Neurointervention ; 18(3): 172-181, 2023 Nov.
Artigo em Inglês | MEDLINE | ID: mdl-37563081

RESUMO

PURPOSE: Low levels of low-density lipoprotein cholesterol (LDL-C) have been suggested to increase the risk of hemorrhagic transformation (HT) following acute ischemic stroke. However, the literature on the relationship between LDL-C levels and post-thrombectomy HT is sparse. The aim of our study is to investigate the association between LDL-C and delayed parenchymal hematoma (PH) that was not seen on immediate post-thrombectomy dual-energy computed tomography (DECT). MATERIALS AND METHODS: A retrospective analysis was conducted on all patients with anterior circulation large vessel occlusion who underwent thrombectomy at a comprehensive stroke center from 2018-2021. Per institutional protocol, all patients received DECT immediately post-thrombectomy and magnetic resonance imaging or CT at 24 hours. The presence of immediate hemorrhage was assessed by DECT, while delayed PH was assessed by 24-hour imaging. Multivariable analysis was performed to identify predictors of delayed PH. Patients with hemorrhage on immediate post-thrombectomy DECT were excluded to select only those with delayed PH. RESULTS: Of 159 patients without hemorrhage on immediate post-thrombectomy DECT, 18 (11%) developed delayed PH on 24-hour imaging. In multivariable analysis, LDL-C (odds ratio [OR], 0.76; P=0.038; 95% confidence interval [CI], 0.59-0.99; per 10 mg/dL increase) independently predicted delayed PH. High-density lipoprotein cholesterol, triglyceride, and statin use were not associated. After adjusting for potential confounders, LDL-C ≤50 mg/dL was associated with an increased risk of delayed PH (OR, 5.38; P=0.004; 95% CI, 1.70-17.04), while LDL-C >100 mg/dL was protective (OR, 0.26; P=0.041; 95% CI, 0.07-0.96).

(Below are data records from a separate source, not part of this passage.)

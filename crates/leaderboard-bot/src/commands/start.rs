//! Start command - displays usage.

use crate::commands::{CommandHandler, ReplySink, START_COMMAND};
use crate::error::AppResult;
use async_trait::async_trait;

pub const USAGE: &str =
    "Hello! Use /leaderboard <wallet_address1> <wallet_address2> ... to get the leaderboard data.";

pub struct StartHandler;

impl StartHandler {
    pub fn new() -> Self {
        Self
    }
}

impl Default for StartHandler {
    fn default() -> Self {
        Self::new()
    }
}

#[async_trait]
impl CommandHandler for StartHandler {
    fn name(&self) -> &str {
        START_COMMAND
    }

    async fn execute(&self, _args: &[String], replies: &dyn ReplySink) -> AppResult<()> {
        replies.reply(USAGE).await
    }
}
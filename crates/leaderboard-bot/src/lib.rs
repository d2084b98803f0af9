//! PixelPals leaderboard Telegram bot.
//!
//! `/leaderboard <wallet>...` looks each wallet up on the habitat leaderboard
//! and replies with the row for the reference date.

pub mod commands;
pub mod config;
pub mod error;
pub mod instance_lock;
pub mod keep_alive;
pub mod telegram;

pub use config::Config;
pub use error::{AppError, AppResult};
pub use instance_lock::{InstanceLock, LockError};
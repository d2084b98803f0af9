//! Telegram transport: command parsing, replies, and the long-poll loop.

use crate::commands::{
    CommandInvocation, CommandRegistry, ReplySink, LEADERBOARD_COMMAND, START_COMMAND,
};
use crate::error::{AppError, AppResult};
use async_trait::async_trait;
use std::sync::Arc;
use teloxide::dispatching::{HandlerExt, ShutdownToken, UpdateFilterExt, UpdateHandler};
use teloxide::payloads::SendMessageSetters;
use teloxide::prelude::*;
use teloxide::types::MessageId;
use teloxide::utils::command::{BotCommands, ParseError};
use tracing::{info, warn};

/// Commands understood by the bot.
#[derive(BotCommands, Clone, Debug, PartialEq)]
#[command(rename_rule = "lowercase", description = "Available commands:")]
pub enum Command {
    #[command(description = "show usage")]
    Start,
    #[command(
        description = "look up wallets: /leaderboard <wallet_address1> <wallet_address2> ...",
        parse_with = raw_arguments
    )]
    Leaderboard(String),
}

/// Keep the argument text as-is; `CommandInvocation` does the splitting, and
/// an empty string must reach the handler rather than fail parsing.
fn raw_arguments(input: String) -> Result<(String,), ParseError> {
    Ok((input,))
}

impl Command {
    pub fn invocation(&self) -> CommandInvocation {
        match self {
            Command::Start => CommandInvocation::new(START_COMMAND, ""),
            Command::Leaderboard(raw) => CommandInvocation::new(LEADERBOARD_COMMAND, raw),
        }
    }
}

/// Replies to the triggering message in its chat.
pub struct TelegramReplies {
    bot: Bot,
    chat_id: ChatId,
    reply_to: MessageId,
}

impl TelegramReplies {
    pub fn new(bot: Bot, message: &Message) -> Self {
        Self {
            bot,
            chat_id: message.chat.id,
            reply_to: message.id,
        }
    }
}

#[async_trait]
impl ReplySink for TelegramReplies {
    async fn reply(&self, text: &str) -> AppResult<()> {
        self.bot
            .send_message(self.chat_id, text)
            .reply_to_message_id(self.reply_to)
            .await?;
        Ok(())
    }
}

async fn handle_command(
    bot: Bot,
    msg: Message,
    cmd: Command,
    registry: Arc<CommandRegistry>,
) -> AppResult<()> {
    let invocation = cmd.invocation();
    info!(
        "/{} with {} argument(s) in chat {}",
        invocation.name,
        invocation.args.len(),
        msg.chat.id.0
    );

    let replies = TelegramReplies::new(bot, &msg);
    registry.dispatch(&invocation, &replies).await?;
    Ok(())
}

/// Update handling tree: command messages only.
pub fn schema() -> UpdateHandler<AppError> {
    Update::filter_message()
        .filter_command::<Command>()
        .endpoint(handle_command)
}

/// Long-poll until SIGINT or SIGTERM.
///
/// Every update gets the same distribution key, so commands are handled one
/// at a time in arrival order, across all chats.
pub async fn run(bot: Bot, registry: Arc<CommandRegistry>) {
    if let Err(e) = bot.set_my_commands(Command::bot_commands()).await {
        warn!("Failed to publish command list: {}", e);
    }

    let mut dispatcher = Dispatcher::builder(bot, schema())
        .dependencies(dptree::deps![registry])
        .distribution_function(|_| Some(()))
        .enable_ctrlc_handler()
        .build();

    spawn_terminate_listener(dispatcher.shutdown_token());

    info!("Listening for commands...");
    dispatcher.dispatch().await;
}

#[cfg(unix)]
fn spawn_terminate_listener(token: ShutdownToken) {
    use tokio::signal::unix::{signal, SignalKind};

    tokio::spawn(async move {
        let mut sigterm = match signal(SignalKind::terminate()) {
            Ok(sigterm) => sigterm,
            Err(e) => {
                warn!("Cannot listen for SIGTERM: {}", e);
                return;
            }
        };

        sigterm.recv().await;
        info!("SIGTERM received");
        if let Ok(stopped) = token.shutdown() {
            stopped.await;
        }
    });
}

#[cfg(not(unix))]
fn spawn_terminate_listener(_token: ShutdownToken) {}
//! Application configuration loaded from environment variables.

use anyhow::{Context, Result};
use serde::Deserialize;
use secrecy::SecretString;
use std::path::PathBuf;
use std::time::Duration;

/// Application configuration.
#[derive(Debug, Clone, Deserialize)]
pub struct Config {
    /// Telegram bot token (`TELEGRAM_BOT_TOKEN`)
    pub telegram_bot_token: SecretString,

    /// Leaderboard API configuration
    #[serde(default)]
    pub leaderboard: LeaderboardConfig,

    /// Single-instance lock configuration
    #[serde(default)]
    pub lock: LockConfig,

    /// Keep-alive HTTP listener configuration
    #[serde(default)]
    pub keep_alive: KeepAliveConfig,

    /// Logging configuration
    #[serde(default)]
    pub log: LogConfig,
}

#[derive(Debug, Clone, Deserialize)]
pub struct LeaderboardConfig {
    /// API origin
    #[serde(default = "default_base_url")]
    pub base_url: String,

    /// Only rows with exactly this `date` are shown
    #[serde(default = "default_reference_date")]
    pub reference_date: String,

    /// Request timeout; the HTTP client default applies when unset
    #[serde(default, with = "humantime_serde")]
    pub timeout: Option<Duration>,
}

#[derive(Debug, Clone, Deserialize)]
pub struct LockConfig {
    #[serde(default = "default_lock_path")]
    pub path: PathBuf,
}

#[derive(Debug, Clone, Deserialize)]
pub struct KeepAliveConfig {
    #[serde(default = "default_true")]
    pub enabled: bool,

    #[serde(default = "default_listen_addr")]
    pub listen_addr: String,

    #[serde(default = "default_port")]
    pub port: u16,
}

#[derive(Debug, Clone, Deserialize)]
pub struct LogConfig {
    /// Fallback filter when `RUST_LOG` is not set
    #[serde(default = "default_log_level")]
    pub level: String,
}

// Default implementations
impl Default for LeaderboardConfig {
    fn default() -> Self {
        Self {
            base_url: default_base_url(),
            reference_date: default_reference_date(),
            timeout: None,
        }
    }
}

impl Default for LockConfig {
    fn default() -> Self {
        Self {
            path: default_lock_path(),
        }
    }
}

impl Default for KeepAliveConfig {
    fn default() -> Self {
        Self {
            enabled: default_true(),
            listen_addr: default_listen_addr(),
            port: default_port(),
        }
    }
}

impl Default for LogConfig {
    fn default() -> Self {
        Self {
            level: default_log_level(),
        }
    }
}

// Default value functions
fn default_base_url() -> String {
    pixelpals_client::DEFAULT_BASE_URL.into()
}

fn default_reference_date() -> String {
    "2024-04-29".into()
}

fn default_lock_path() -> PathBuf {
    PathBuf::from("bot.lock")
}

fn default_true() -> bool {
    true
}

fn default_listen_addr() -> String {
    "0.0.0.0".into()
}

fn default_port() -> u16 {
    8080
}

fn default_log_level() -> String {
    "info".into()
}

impl Config {
    /// Load configuration from environment variables.
    pub fn load() -> Result<Self> {
        // Load .env file if present
        dotenvy::dotenv().ok();

        Self::from_environment(config::Environment::default())
    }

    fn from_environment(environment: config::Environment) -> Result<Self> {
        let config = config::Config::builder()
            .add_source(
                environment
                    .separator("__")
                    // Keep strings as strings; wallet-like or numeric-looking
                    // values must not be reinterpreted.
                    .try_parsing(false),
            )
            .build()
            .context("Failed to build configuration")?;

        config
            .try_deserialize()
            .context("Failed to deserialize configuration (is TELEGRAM_BOT_TOKEN set?)")
    }

    /// Socket address string for the keep-alive listener.
    pub fn keep_alive_addr(&self) -> String {
        format!("{}:{}", self.keep_alive.listen_addr, self.keep_alive.port)
    }
}
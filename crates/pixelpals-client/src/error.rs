//! Leaderboard client errors.

use thiserror::Error;

#[derive(Error, Debug)]
pub enum LeaderboardError {
    #[error("HTTP error: {0}")]
    Http(#[from] reqwest::Error),

    #[error("API error: {status} - {message}")]
    Api { status: u16, message: String },

    #[error("JSON error: {0}")]
    Json(#[from] serde_json::Error),
}
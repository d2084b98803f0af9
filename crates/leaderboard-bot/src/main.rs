//! PixelPals Leaderboard Bot - Main entry point.

use anyhow::Context;
use leaderboard_bot::commands::{CommandHandler, CommandRegistry, LeaderboardHandler, StartHandler};
use leaderboard_bot::error::AppResult;
use leaderboard_bot::{keep_alive, telegram, Config, InstanceLock};
use pixelpals_client::LeaderboardClient;
use secrecy::ExposeSecret;
use std::net::SocketAddr;
use std::sync::Arc;
use teloxide::Bot;
use tracing::{error, info, warn};
use tracing_subscriber::{layer::SubscriberExt, util::SubscriberInitExt, EnvFilter};

#[tokio::main]
async fn main() -> AppResult<()> {
    // Load configuration
    let config = Config::load().context("Failed to load configuration")?;

    // Initialize logging
    init_logging(&config.log.level);

    info!("Starting PixelPals leaderboard bot...");

    // Dropping the guard removes the lock file.
    let instance = match InstanceLock::acquire(&config.lock.path) {
        Ok(lock) => lock,
        Err(e) => {
            error!("Not starting: {}", e);
            return Err(e.into());
        }
    };
    info!("Instance lock held at {}", instance.path().display());

    if config.keep_alive.enabled {
        match config.keep_alive_addr().parse::<SocketAddr>() {
            Ok(addr) => {
                keep_alive::spawn(addr);
            }
            Err(e) => warn!(
                "Invalid keep-alive address {}: {}",
                config.keep_alive_addr(),
                e
            ),
        }
    }

    // Initialize clients
    let leaderboard = Arc::new(LeaderboardClient::new(
        &config.leaderboard.base_url,
        config.leaderboard.timeout,
    )?);

    // Create command handlers
    let handlers: Vec<Box<dyn CommandHandler>> = vec![
        Box::new(StartHandler::new()),
        Box::new(LeaderboardHandler::new(
            leaderboard.clone(),
            config.leaderboard.reference_date.clone(),
        )),
    ];
    let registry = Arc::new(CommandRegistry::new(handlers));

    info!("Registered {} command handlers", registry.len());
    info!("Leaderboard endpoint: {}", leaderboard.base_url());
    info!("Reference date: {}", config.leaderboard.reference_date);

    let bot = Bot::new(config.telegram_bot_token.expose_secret());
    telegram::run(bot, registry).await;

    info!("Shutting down...");
    drop(instance);
    Ok(())
}

fn init_logging(level: &str) {
    let filter = EnvFilter::try_from_default_env()
        .unwrap_or_else(|_| EnvFilter::new(level));

    tracing_subscriber::registry()
        .with(filter)
        .with(tracing_subscriber::fmt::layer())
        .init();
}
//! Mobile Menu
//!
//! Hamburger toggle for the collapsed navigation.

use std::rc::Rc;

use wasm_bindgen::JsValue;
use web_sys::{Document, Element};

use super::Feature;
use crate::config::SiteConfig;
use crate::dom;

const OPEN_CLASS: &str = "active";

#[derive(Clone, Copy, Debug, PartialEq, Eq)]
pub enum MenuIcon {
    Bars,
    Times,
}

impl MenuIcon {
    pub fn class(self) -> &'static str {
        match self {
            MenuIcon::Bars => "fa-bars",
            MenuIcon::Times => "fa-times",
        }
    }

    pub fn toggled(self) -> Self {
        match self {
            MenuIcon::Bars => MenuIcon::Times,
            MenuIcon::Times => MenuIcon::Bars,
        }
    }
}

/// Toggle, link list and button group of the navigation bar
#[derive(Clone)]
pub struct MobileMenu {
    toggle: Element,
    links: Option<Element>,
    buttons: Option<Element>,
}

impl MobileMenu {
    fn current_icon(icon: &Element) -> MenuIcon {
        if icon.class_list().contains(MenuIcon::Bars.class()) {
            MenuIcon::Bars
        } else {
            MenuIcon::Times
        }
    }

    fn set_icon(&self, icon: MenuIcon) -> Result<(), JsValue> {
        if let Some(el) = self.toggle.query_selector("i")? {
            el.class_list().remove_1(icon.toggled().class())?;
            el.class_list().add_1(icon.class())?;
        }
        Ok(())
    }

    fn toggle_open(&self) -> Result<(), JsValue> {
        for panel in self.links.iter().chain(self.buttons.iter()) {
            panel.class_list().toggle(OPEN_CLASS)?;
        }
        if let Some(el) = self.toggle.query_selector("i")? {
            self.set_icon(Self::current_icon(&el).toggled())?;
        }
        Ok(())
    }

    pub fn is_open(&self) -> bool {
        self.links
            .as_ref()
            .map_or(false, |links| links.class_list().contains(OPEN_CLASS))
    }

    /// Collapse the menu if it is open
    pub fn close(&self) -> Result<(), JsValue> {
        if !self.is_open() {
            return Ok(());
        }
        for panel in self.links.iter().chain(self.buttons.iter()) {
            panel.class_list().remove_1(OPEN_CLASS)?;
        }
        self.set_icon(MenuIcon::Bars)
    }
}

impl Feature for MobileMenu {
    const NAME: &'static str = "mobile-menu";

    fn discover(document: &Document, config: &Rc<SiteConfig>) -> Option<Self> {
        Some(Self {
            toggle: dom::query(document, &config.menu_toggle_selector)?,
            links: dom::query(document, &config.nav_links_selector),
            buttons: dom::query(document, &config.nav_buttons_selector),
        })
    }

    fn install(self) -> Result<(), JsValue> {
        let toggle = self.toggle.clone();
        dom::listen(&toggle, "click", move |_| {
            if let Err(err) = self.toggle_open() {
                tracing::warn!(error = ?err, "menu toggle failed");
            }
        })
    }
}
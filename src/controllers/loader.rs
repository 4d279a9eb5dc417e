//! Campaign Loader
//!
//! "Load more" button: fetches the next page of campaigns, starting after the
//! cards already on the page, and appends them to the grid.

use std::cell::RefCell;
use std::rc::Rc;

use wasm_bindgen::JsValue;
use wasm_bindgen_futures::spawn_local;
use web_sys::{Document, Element, HtmlButtonElement};

use super::Feature;
use crate::api;
use crate::components::create_campaign_card;
use crate::config::SiteConfig;
use crate::dom;
use crate::error::{js_error_text, LoadError};
use crate::models::CampaignPage;

const FAILURE_MESSAGE: &str = "Failed to load more campaigns. Please try again.";

/// What one fetched page does to the grid and the button
#[derive(Clone, Copy, Debug, PartialEq, Eq)]
pub struct PageOutcome {
    pub appended: usize,
    pub hide_button: bool,
}

impl PageOutcome {
    pub fn of(page: &CampaignPage) -> Self {
        Self {
            appended: page.campaigns.len(),
            hide_button: !page.has_more,
        }
    }
}

/// Label to put back after a request; blank labels fall back to the configured one
fn restored_label(original: Option<String>, fallback: &str) -> String {
    original
        .filter(|label| !label.trim().is_empty())
        .unwrap_or_else(|| fallback.to_string())
}

pub struct CampaignLoader {
    document: Document,
    button: HtmlButtonElement,
    grid: Element,
    config: Rc<SiteConfig>,
    /// Button text captured when a request starts
    label: RefCell<Option<String>>,
}

impl CampaignLoader {
    fn begin(&self) {
        *self.label.borrow_mut() = self.button.text_content();
        self.button.set_disabled(true);
        self.button.set_text_content(Some(&self.config.loading_label));
    }

    fn finish(&self) {
        let label = restored_label(self.label.borrow_mut().take(), &self.config.load_more_label);
        self.button.set_disabled(false);
        self.button.set_text_content(Some(&label));
    }

    pub async fn load_more(&self) {
        // Everything already rendered counts, including earlier pages
        let offset = dom::query_all(&self.document, &self.config.card_selector).len();

        if let Err(err) = self.fetch_and_append(offset).await {
            tracing::error!(error = %err, offset, "error loading campaigns");
            if let Some(window) = web_sys::window() {
                let _ = window.alert_with_message(FAILURE_MESSAGE);
            }
        }

        self.finish();
    }

    async fn fetch_and_append(&self, offset: usize) -> Result<(), LoadError> {
        let page = api::fetch_campaigns(&self.config.campaigns_endpoint, offset).await?;
        let outcome = PageOutcome::of(&page);

        // Render everything before touching the grid so a failure appends nothing
        let cards = page
            .campaigns
            .iter()
            .map(|c| create_campaign_card(&self.document, c, &self.config.default_card_image))
            .collect::<Result<Vec<_>, JsValue>>()
            .map_err(|e| LoadError::Render(js_error_text(&e)))?;

        for card in &cards {
            self.grid
                .append_child(card)
                .map_err(|e| LoadError::Render(js_error_text(&e)))?;
        }

        if outcome.hide_button {
            dom::set_style(&self.button, "display", "none")
                .map_err(|e| LoadError::Render(js_error_text(&e)))?;
        }

        tracing::info!(offset, appended = outcome.appended, hide_button = outcome.hide_button, "campaigns loaded");
        Ok(())
    }
}

impl Feature for CampaignLoader {
    const NAME: &'static str = "campaign-loader";

    fn discover(document: &Document, config: &Rc<SiteConfig>) -> Option<Self> {
        Some(Self {
            document: document.clone(),
            button: dom::by_id(document, &config.load_more_id)?,
            grid: dom::query(document, &config.grid_selector)?,
            config: config.clone(),
            label: RefCell::new(None),
        })
    }

    fn install(self) -> Result<(), JsValue> {
        let loader = Rc::new(self);
        let button = loader.button.clone();

        dom::listen(&button, "click", move |_| {
            // The disabled flag is set synchronously, so a second click during a
            // request never starts another one
            if loader.button.disabled() {
                return;
            }
            loader.begin();
            let loader = loader.clone();
            spawn_local(async move { loader.load_more().await });
        })
    }
}

#[cfg(test)]
mod tests {
    use super::*;

    #[test]
    fn test_last_page_after_eight_cards() {
        let offset = 8;
        assert_eq!(api::page_url("/api/campaigns", offset), "/api/campaigns?offset=8");

        let page = api::parse_page(
            r#"{"campaigns": [{"id": 9, "title": "Urban Reforestation"}, {"id": 10, "title": "Beach Cleanup"}], "has_more": false}"#,
        )
        .unwrap();
        assert_eq!(
            PageOutcome::of(&page),
            PageOutcome { appended: 2, hide_button: true }
        );
    }

    #[test]
    fn test_button_stays_while_more_pages() {
        let page = api::parse_page(r#"{"campaigns": [{"id": 1}], "has_more": true}"#).unwrap();
        assert!(!PageOutcome::of(&page).hide_button);
    }

    #[test]
    fn test_missing_has_more_hides_button() {
        let page = api::parse_page(r#"{"campaigns": []}"#).unwrap();
        assert_eq!(
            PageOutcome::of(&page),
            PageOutcome { appended: 0, hide_button: true }
        );
    }

    #[test]
    fn test_original_label_is_restored() {
        assert_eq!(restored_label(Some("Show more campaigns".into()), "Load More"), "Show more campaigns");
        assert_eq!(restored_label(Some("  ".into()), "Load More"), "Load More");
        assert_eq!(restored_label(None, "Load More"), "Load More");
    }
}
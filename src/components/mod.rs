//! UI Components
//!
//! Markup produced on the client: campaign cards and toast notifications.

mod campaign_card;
mod toast;

pub use campaign_card::create_campaign_card;
pub use toast::{show_notification, Severity, ToastTiming, TOAST_KEYFRAMES};
//! Scroll Reveal Utilities
//!
//! Viewport-driven helpers for server-rendered pages.
//! - `VisibilityObserver`: IntersectionObserver wrapper firing when elements cross a threshold
//! - `CounterAnimation`: frame-stepped interpolation for statistic counters
//! - reveal styling: fade-and-lift elements in once they are seen

mod counter;
mod observer;
mod reveal;

pub use counter::{animate_counter, CounterAnimation, CounterTarget, Frame, DEFAULT_DURATION_MS, FRAME_INTERVAL_MS};
pub use observer::{Trigger, VisibilityObserver};
pub use reveal::{mark_once, prepare_reveal, reveal, COUNTED_CLASS, REVEALED_CLASS, REVEALED_CSS};
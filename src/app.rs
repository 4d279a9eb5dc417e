//! GreenSpark Frontend App
//!
//! Wires every page feature once the document is parsed.

use std::rc::Rc;

use wasm_bindgen::JsValue;
use web_sys::Document;

use crate::components::TOAST_KEYFRAMES;
use crate::config::SiteConfig;
use crate::controllers::{
    register, ActiveLink, CampaignFilter, CampaignLoader, FlashMessage, FormValidation, MobileMenu,
    NavbarController, ScrollReveal, SmoothScroll, StatCounters,
};
use crate::dom;
use crate::error::js_error_text;
use crate::exports;

/// Add the reveal rule and toast keyframes to `<head>`
fn inject_styles(document: &Document) -> Result<(), JsValue> {
    let style = document.create_element("style")?;
    style.set_text_content(Some(&format!("{}\n{}", scroll_reveal::REVEALED_CSS, TOAST_KEYFRAMES)));
    if let Some(head) = document.head() {
        head.append_child(&style)?;
    }
    Ok(())
}

fn install_features(document: &Document, config: &Rc<SiteConfig>) {
    register::<MobileMenu>(document, config);
    register::<SmoothScroll>(document, config);
    register::<NavbarController>(document, config);
    register::<ActiveLink>(document, config);
    register::<StatCounters>(document, config);
    register::<ScrollReveal>(document, config);
    register::<FormValidation>(document, config);
    register::<CampaignFilter>(document, config);
    register::<CampaignLoader>(document, config);
    register::<FlashMessage>(document, config);
}

pub fn start() {
    let Some(window) = web_sys::window() else {
        return;
    };
    let Some(document) = window.document() else {
        return;
    };
    let config = Rc::new(SiteConfig::from_window(&window));

    if let Err(err) = inject_styles(&document) {
        tracing::warn!(error = %js_error_text(&err), "could not inject styles");
    }
    if let Err(err) = exports::install(&window, config.clone()) {
        tracing::warn!(error = %js_error_text(&err), "could not expose window.GreenSpark");
    }

    let ready_document = document.clone();
    let result = dom::when_ready(&document, move || {
        install_features(&ready_document, &config);
        tracing::info!("[APP] page features ready");
    });
    if let Err(err) = result {
        tracing::error!(error = %js_error_text(&err), "could not wait for DOMContentLoaded");
    }
}
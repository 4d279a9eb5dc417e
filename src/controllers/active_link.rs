//! Active Link Highlighting
//!
//! Marks the in-page nav link of the section currently scrolled into.

use std::rc::Rc;

use wasm_bindgen::{JsCast, JsValue};
use web_sys::{Document, Element, HtmlElement, Window};

use super::Feature;
use crate::config::SiteConfig;
use crate::dom;

/// Id of the last section whose top (minus `lead`) has been scrolled past
pub fn current_section<'a>(sections: &'a [(String, f64)], offset: f64, lead: f64) -> Option<&'a str> {
    sections
        .iter()
        .filter(|(_, top)| offset >= top - lead)
        .last()
        .map(|(id, _)| id.as_str())
}

pub struct ActiveLink {
    window: Window,
    sections: Vec<HtmlElement>,
    links: Vec<Element>,
    lead: f64,
}

impl ActiveLink {
    fn update(&self) -> Result<(), JsValue> {
        let offset = self.window.page_y_offset()?;
        let sections: Vec<(String, f64)> = self
            .sections
            .iter()
            .map(|s| (s.id(), f64::from(s.offset_top())))
            .collect();
        let wanted = format!("#{}", current_section(&sections, offset, self.lead).unwrap_or(""));

        for link in &self.links {
            let classes = link.class_list();
            classes.remove_1("active")?;
            if link.get_attribute("href").as_deref() == Some(wanted.as_str()) {
                classes.add_1("active")?;
            }
        }
        Ok(())
    }
}

impl Feature for ActiveLink {
    const NAME: &'static str = "active-link";

    fn discover(document: &Document, config: &Rc<SiteConfig>) -> Option<Self> {
        let sections: Vec<HtmlElement> = dom::query_all(document, &config.section_selector)
            .into_iter()
            .filter_map(|el| el.dyn_into::<HtmlElement>().ok())
            .collect();
        let links = dom::query_all(document, &config.section_link_selector);
        if sections.is_empty() || links.is_empty() {
            return None;
        }

        Some(Self {
            window: web_sys::window()?,
            sections,
            links,
            lead: config.active_section_lead_px,
        })
    }

    fn install(self) -> Result<(), JsValue> {
        let window = self.window.clone();
        dom::listen(&window, "scroll", move |_| {
            if let Err(err) = self.update() {
                tracing::warn!(error = ?err, "active link update failed");
            }
        })
    }
}
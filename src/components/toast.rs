//! Toast Notification Component
//!
//! Transient, auto-dismissing message in the top-right corner.
//! Each toast is its own Leptos mount; dropping the mount handle removes it.

use gloo_timers::future::TimeoutFuture;
use leptos::prelude::*;
use wasm_bindgen_futures::spawn_local;

/// Keyframes referenced by the toast style, injected once into the document head
pub const TOAST_KEYFRAMES: &str = "
    @keyframes slideIn {
        from { transform: translateX(400px); opacity: 0; }
        to { transform: translateX(0); opacity: 1; }
    }

    @keyframes slideOut {
        from { transform: translateX(0); opacity: 1; }
        to { transform: translateX(400px); opacity: 0; }
    }
";

#[derive(Clone, Copy, Debug, Default, PartialEq, Eq)]
pub enum Severity {
    #[default]
    Success,
    Error,
}

impl Severity {
    /// Anything other than "success" (or nothing) is shown as an error
    pub fn from_param(value: Option<&str>) -> Self {
        match value {
            None | Some("") | Some("success") => Severity::Success,
            Some(_) => Severity::Error,
        }
    }

    pub fn as_str(self) -> &'static str {
        match self {
            Severity::Success => "success",
            Severity::Error => "error",
        }
    }

    pub fn color(self) -> &'static str {
        match self {
            Severity::Success => "#22c55e",
            Severity::Error => "#ef4444",
        }
    }
}

/// How long a toast stays, then how long its exit animation runs
#[derive(Clone, Copy, Debug, PartialEq, Eq)]
pub struct ToastTiming {
    pub visible_ms: u32,
    pub exit_ms: u32,
}

impl Default for ToastTiming {
    fn default() -> Self {
        Self { visible_ms: 3000, exit_ms: 300 }
    }
}

impl ToastTiming {
    /// Time from creation until the element is gone
    pub fn lifetime_ms(&self) -> u32 {
        self.visible_ms + self.exit_ms
    }
}

pub fn toast_style(severity: Severity, leaving: bool, exit_ms: u32) -> String {
    let animation = if leaving {
        format!("slideOut {}ms ease forwards", exit_ms)
    } else {
        "slideIn 0.3s ease".to_string()
    };
    format!(
        "position: fixed; top: 100px; right: 20px; padding: 1rem 1.5rem; \
         background-color: {}; color: white; border-radius: 8px; \
         box-shadow: 0 4px 12px rgba(0, 0, 0, 0.15); z-index: 9999; animation: {};",
        severity.color(),
        animation
    )
}

#[component]
fn Toast(
    message: String,
    severity: Severity,
    leaving: ReadSignal<bool>,
    exit_ms: u32,
) -> impl IntoView {
    view! {
        <div
            class=format!("notification notification-{}", severity.as_str())
            style=move || toast_style(severity, leaving.get(), exit_ms)
        >
            {message}
        </div>
    }
}

/// Show a toast; it removes itself after `timing.lifetime_ms()`
pub fn show_notification(message: &str, severity: Severity, timing: ToastTiming) {
    let Some(body) = web_sys::window()
        .and_then(|w| w.document())
        .and_then(|d| d.body())
    else {
        tracing::warn!("no document body, notification dropped");
        return;
    };

    let (leaving, set_leaving) = signal(false);
    let message = message.to_string();
    let exit_ms = timing.exit_ms;
    let handle = leptos::mount::mount_to(body, move || {
        view! { <Toast message=message severity=severity leaving=leaving exit_ms=exit_ms /> }
    });
    tracing::debug!(severity = severity.as_str(), lifetime_ms = timing.lifetime_ms(), "notification shown");

    spawn_local(async move {
        TimeoutFuture::new(timing.visible_ms).await;
        set_leaving.set(true);
        TimeoutFuture::new(timing.exit_ms).await;
        drop(handle);
    });
}

#[cfg(test)]
mod tests {
    use super::*;

    #[test]
    fn test_severity_from_param() {
        assert_eq!(Severity::from_param(None), Severity::Success);
        assert_eq!(Severity::from_param(Some("")), Severity::Success);
        assert_eq!(Severity::from_param(Some("success")), Severity::Success);
        assert_eq!(Severity::from_param(Some("error")), Severity::Error);
        assert_eq!(Severity::from_param(Some("warning")), Severity::Error);
    }

    #[test]
    fn test_default_toast_is_green() {
        let style = toast_style(Severity::default(), false, 300);
        assert!(style.contains("background-color: #22c55e"));
        assert!(style.contains("slideIn"));
    }

    #[test]
    fn test_error_toast_is_red() {
        let style = toast_style(Severity::Error, false, 300);
        assert!(style.contains("background-color: #ef4444"));
    }

    #[test]
    fn test_leaving_toast_slides_out() {
        let style = toast_style(Severity::Success, true, 300);
        assert!(style.contains("slideOut 300ms ease forwards"));
    }

    #[test]
    fn test_toast_gone_within_3300ms() {
        assert!(ToastTiming::default().lifetime_ms() <= 3300);
    }
}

CONCLUSION: LDL-C ≤50 mg/dL independently predicted delayed PH following thrombectomy and LDL-C >100 mg/dL was protective, irrespective of statin. Thus, patients with low LDL-C levels may warrant vigilant monitoring and necessary interventions, such as blood pressure control or anticoagulation management, following thrombectomy even in the absence of hemorrhage on immediate post-thrombectomy DECT.